Source information below:
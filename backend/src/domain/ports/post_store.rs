//! Driving port for authoring and reading posts.

use async_trait::async_trait;

use crate::domain::{Post, SocialError, UserId};

#[cfg_attr(test, mockall::automock)]
#[async_trait]
pub trait PostStore: Send + Sync {
    /// Publish a post for `user_id`, stamped with the current time.
    async fn create(&self, user_id: &UserId, text: Option<String>) -> Result<Post, SocialError>;

    /// Posts by `user_id`, newest first. Performs no access control.
    async fn list_by_user(&self, user_id: &UserId) -> Result<Vec<Post>, SocialError>;
}
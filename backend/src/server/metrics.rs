//! Optional Prometheus middleware.
//!
//! The layer boxes the wrapped service so the app has the same type whether
//! or not a registry was configured.

use std::sync::Arc;

use actix_service::{
    Service, ServiceExt as _, Transform,
    boxed::{self, BoxService},
};
use actix_web::body::BoxBody;
use actix_web::dev::{ServiceRequest, ServiceResponse};
use actix_web::middleware::Compat;
use actix_web_prom::{PrometheusMetrics, PrometheusMetricsBuilder};
use futures_util::future::LocalBoxFuture;

/// Namespace prefixed to every exported metric.
const NAMESPACE: &str = "social";

/// Build the Prometheus middleware serving `/metrics`.
pub fn build_metrics() -> std::io::Result<PrometheusMetrics> {
    PrometheusMetricsBuilder::new(NAMESPACE)
        .endpoint("/metrics")
        .build()
        .map_err(|e| std::io::Error::other(format!("metrics registration failed: {e}")))
}

#[derive(Clone)]
pub(crate) struct MetricsLayer(Option<Arc<PrometheusMetrics>>);

impl MetricsLayer {
    pub(crate) fn new(metrics: Option<PrometheusMetrics>) -> Self {
        Self(metrics.map(Arc::new))
    }
}

impl<S, B> Transform<S, ServiceRequest> for MetricsLayer
where
    S: Service<ServiceRequest, Response = ServiceResponse<B>, Error = actix_web::Error> + 'static,
    B: actix_web::body::MessageBody + 'static,
{
    type Response = ServiceResponse<BoxBody>;
    type Error = actix_web::Error;
    type InitError = ();
    type Transform = BoxService<ServiceRequest, ServiceResponse<BoxBody>, actix_web::Error>;
    type Future = LocalBoxFuture<'static, Result<Self::Transform, Self::InitError>>;

    fn new_transform(&self, service: S) -> Self::Future {
        let Some(metrics) = self.0.clone() else {
            let svc = service.map(|res: ServiceResponse<B>| res.map_into_boxed_body());
            return Box::pin(async move { Ok(boxed::service(svc)) });
        };
        let fut = Compat::new((*metrics).clone()).new_transform(service);
        Box::pin(async move { Ok(boxed::service(fut.await?)) })
    }
}
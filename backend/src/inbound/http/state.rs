//! Shared HTTP adapter state.
//!
//! Handlers receive this through `web::Data` and only see the driving ports,
//! so they stay testable without any storage.

use std::sync::Arc;

use crate::domain::ports::{FollowerGraph, PostStore, UserDirectory, VisiblePostsQuery};

/// Dependency bundle for HTTP handlers.
#[derive(Clone)]
pub struct HttpState {
    pub users: Arc<dyn UserDirectory>,
    pub followers: Arc<dyn FollowerGraph>,
    pub posts: Arc<dyn PostStore>,
    pub visible_posts: Arc<dyn VisiblePostsQuery>,
}

impl HttpState {
    pub fn new(
        users: Arc<dyn UserDirectory>,
        followers: Arc<dyn FollowerGraph>,
        posts: Arc<dyn PostStore>,
        visible_posts: Arc<dyn VisiblePostsQuery>,
    ) -> Self {
        Self {
            users,
            followers,
            posts,
            visible_posts,
        }
    }
}
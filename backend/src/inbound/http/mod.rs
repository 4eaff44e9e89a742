//! HTTP inbound adapter exposing REST endpoints.

pub mod error;
pub mod followers;
pub mod health;
pub mod posts;
pub mod state;
#[cfg(test)]
pub mod test_utils;
pub mod users;
pub mod validation;

pub use error::ApiResult;
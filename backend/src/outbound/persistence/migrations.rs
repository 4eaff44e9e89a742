//! Embedded schema migrations.
//!
//! Migrations run on a synchronous `PgConnection`; async callers should wrap
//! [`run_pending_migrations`] in `tokio::task::spawn_blocking`.

use diesel::{Connection, PgConnection};
use diesel_migrations::{EmbeddedMigrations, MigrationHarness, embed_migrations};
use tracing::info;

const MIGRATIONS: EmbeddedMigrations = embed_migrations!("migrations");

/// Errors raised while applying migrations.
#[derive(Debug, thiserror::Error)]
pub enum MigrationError {
    #[error("failed to connect for migrations: {0}")]
    Connect(#[from] diesel::result::ConnectionError),
    #[error("failed to apply migrations: {message}")]
    Apply { message: String },
}

/// Apply every pending migration and return how many ran.
pub fn run_pending_migrations(database_url: &str) -> Result<usize, MigrationError> {
    let mut connection = PgConnection::establish(database_url)?;
    let applied = connection
        .run_pending_migrations(MIGRATIONS)
        .map_err(|err| MigrationError::Apply {
            message: err.to_string(),
        })?;
    for version in &applied {
        info!(%version, "migration applied");
    }
    Ok(applied.len())
}
//! Numeric-integration demo for self-inlining expressions: integrates
//! x ↦ x² over a configurable interval, once through the expression type
//! and once through an ordinary function pointer, and prints both.
use clap::Parser;

use inlam::prelude::*;

mod integrate;

#[derive(Parser)]
#[command(about = "Rectangle-rule integration of x² driven by a self-inlining expression")]
struct Arguments {
    /// Lower integration bound
    #[arg(long, default_value_t = 0.0)]
    from: f64,

    /// Upper integration bound
    #[arg(long, default_value_t = 1.0)]
    to: f64,

    /// Number of rectangle subdivisions
    #[arg(long, default_value_t = 10_000)]
    steps: u32,
}

fn square(v: f64) -> f64 {
    v * v
}

fn main() {
    let args = Arguments::parse();

    let x = arg::<f64>();
    let expr = lambda(x, x * x);

    let inlined = integrate::integrate(expr, args.from, args.to, args.steps);
    let pointer = integrate::integrate_fn(square, args.from, args.to, args.steps);

    match (inlined, pointer) {
        (Ok(inlined), Ok(pointer)) => {
            println!("self-inlined: {inlined:.6}");
            println!("fn pointer:   {pointer:.6}");
        }
        (Err(error), _) | (_, Err(error)) => {
            eprintln!("Error: {error}");
            std::process::exit(1);
        }
    }
}
//! Expression type lattice: zero-sized markers whose types spell out a
//! syntax tree.
//!
//! Role
//! - Each node type ([`Lit`], [`Arg`], [`Sum`], [`Prod`]) is one syntactic
//!   element; interior nodes carry their children as type parameters, so the
//!   whole tree lives in the type.
//! - [`Exp`] unifies the nodes and provides the `sum`/`product` combinators;
//!   `+` and `*` operator sugar is generated for every node type.
//!
//! Values of these types exist only to drive type inference at call sites.
//! They are zero-sized, `Copy`, and never read; combinators consume their
//! operands without looking at them. An expression built from anything other
//! than these four nodes is rejected by the trait bounds at compile time.
use std::marker::PhantomData;

mod sealed {
    pub trait Sealed {}
}

/// Trait implemented by all expression nodes provided by this crate.
///
/// Role
/// - Unifies building across the concrete node types: any two expressions
///   can be combined with [`sum`](Exp::sum) or [`product`](Exp::product)
///   into a new, larger expression type.
/// - Sealed: the node set is closed, which is what lets the resolver in
///   [`crate::eval`] cover every expression by structural recursion.
///
/// Both combinators are pure type-level operations. The operands are
/// consumed but never read; only their types flow into the result.
pub trait Exp: sealed::Sealed + Sized + Copy {
    /// Combine `self + other` into a new expression type.
    #[inline]
    fn sum<M: Exp>(self, _other: M) -> Sum<Self, M> {
        Sum::new()
    }

    /// Combine `self * other` into a new expression type.
    #[inline]
    fn product<M: Exp>(self, _other: M) -> Prod<Self, M> {
        Prod::new()
    }
}

// Operator sugar (`+`, `*`) for expression nodes. Mirrors the combinators
// above so that expressions read like the arithmetic they denote.
macro_rules! define_node_ops {
    ( [ $( $params:tt )* ] $name:ty ) => {
        impl< $( $params )* _O1: Exp > std::ops::Add<_O1> for $name {
            type Output = Sum<Self, _O1>;

            #[inline]
            fn add(self, rhs: _O1) -> Self::Output {
                self.sum(rhs)
            }
        }

        impl< $( $params )* _O1: Exp > std::ops::Mul<_O1> for $name {
            type Output = Prod<Self, _O1>;

            #[inline]
            fn mul(self, rhs: _O1) -> Self::Output {
                self.product(rhs)
            }
        }
    };
}

// ========================= Leaf nodes =========================

/// Constant leaf: the literal `I` lives in the type, not in the value.
///
/// Evaluating `Lit<I>` at any argument yields `I` converted into the
/// evaluation scalar (see [`crate::eval::Scalar::from_literal`]).
#[derive(Debug, Clone, Copy, Default, PartialEq, Eq)]
pub struct Lit<const I: i64>;

impl<const I: i64> Lit<I> {
    /// Produce the marker value for this constant.
    #[inline]
    pub const fn new() -> Self {
        Lit
    }
}

impl<const I: i64> sealed::Sealed for Lit<I> {}
impl<const I: i64> Exp for Lit<I> {}

define_node_ops! { [const I: i64,] Lit<I> }

/// Argument placeholder leaf for an expression over scalars of type `A`.
///
/// Stands in for the expression's single runtime input; evaluating it
/// returns the argument unchanged. The parameter pins down the scalar type
/// the finished expression can be resolved at.
#[derive(Debug, Default, PartialEq, Eq)]
pub struct Arg<A>(PhantomData<fn(A) -> A>);

// Manual impls: `PhantomData<fn(A) -> A>` is `Copy` for any `A`, but the
// derives would add a spurious `A: Copy` bound.
impl<A> Clone for Arg<A> {
    #[inline]
    fn clone(&self) -> Self {
        *self
    }
}

impl<A> Copy for Arg<A> {}

impl<A> Arg<A> {
    /// Produce the marker value for the argument placeholder.
    #[inline]
    pub const fn new() -> Self {
        Arg(PhantomData)
    }
}

impl<A> sealed::Sealed for Arg<A> {}
impl<A> Exp for Arg<A> {}

define_node_ops! { [A,] Arg<A> }

// ========================= Interior nodes =========================

/// Sum node: `E1 + E2`, with both children carried in the type.
#[derive(Debug, Clone, Copy, Default, PartialEq, Eq)]
pub struct Sum<E1, E2>(PhantomData<fn(E1, E2)>);

impl<E1, E2> Sum<E1, E2> {
    /// Produce the marker value for this sum.
    #[inline]
    pub const fn new() -> Self {
        Sum(PhantomData)
    }
}

impl<E1: Exp, E2: Exp> sealed::Sealed for Sum<E1, E2> {}
impl<E1: Exp, E2: Exp> Exp for Sum<E1, E2> {}

define_node_ops! { [E1: Exp, E2: Exp,] Sum<E1, E2> }

/// Product node: `E1 * E2`, with both children carried in the type.
#[derive(Debug, Clone, Copy, Default, PartialEq, Eq)]
pub struct Prod<E1, E2>(PhantomData<fn(E1, E2)>);

impl<E1, E2> Prod<E1, E2> {
    /// Produce the marker value for this product.
    #[inline]
    pub const fn new() -> Self {
        Prod(PhantomData)
    }
}

impl<E1: Exp, E2: Exp> sealed::Sealed for Prod<E1, E2> {}
impl<E1: Exp, E2: Exp> Exp for Prod<E1, E2> {}

define_node_ops! { [E1: Exp, E2: Exp,] Prod<E1, E2> }

#[cfg(test)]
mod tests {
    use super::*;

    #[test]
    fn markers_are_zero_sized() {
        assert_eq!(size_of::<Lit<42>>(), 0);
        assert_eq!(size_of::<Arg<f64>>(), 0);
        assert_eq!(size_of::<Sum<Lit<1>, Arg<f64>>>(), 0);
        assert_eq!(size_of::<Prod<Arg<f64>, Prod<Arg<f64>, Lit<{ -3 }>>>>(), 0);
    }

    #[test]
    fn combinators_and_operators_agree_on_types() {
        fn assert_same<T>(_a: T, _b: T) {}

        let x = Arg::<f64>::new();
        let one = Lit::<1>::new();

        assert_same(x.sum(one), x + one);
        assert_same(x.product(one), x * one);
        assert_same((x + one).product(x), (x + one) * x);
    }
}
End of Source information.
Work instruction -> Look at the records above. Copy every line where the string "expressions" occurs.

Result of this task ->
//! Numeric-integration demo for self-inlining expressions: integrates
/// - Unifies building across the concrete node types: any two expressions
// above so that expressions read like the arithmetic they denote.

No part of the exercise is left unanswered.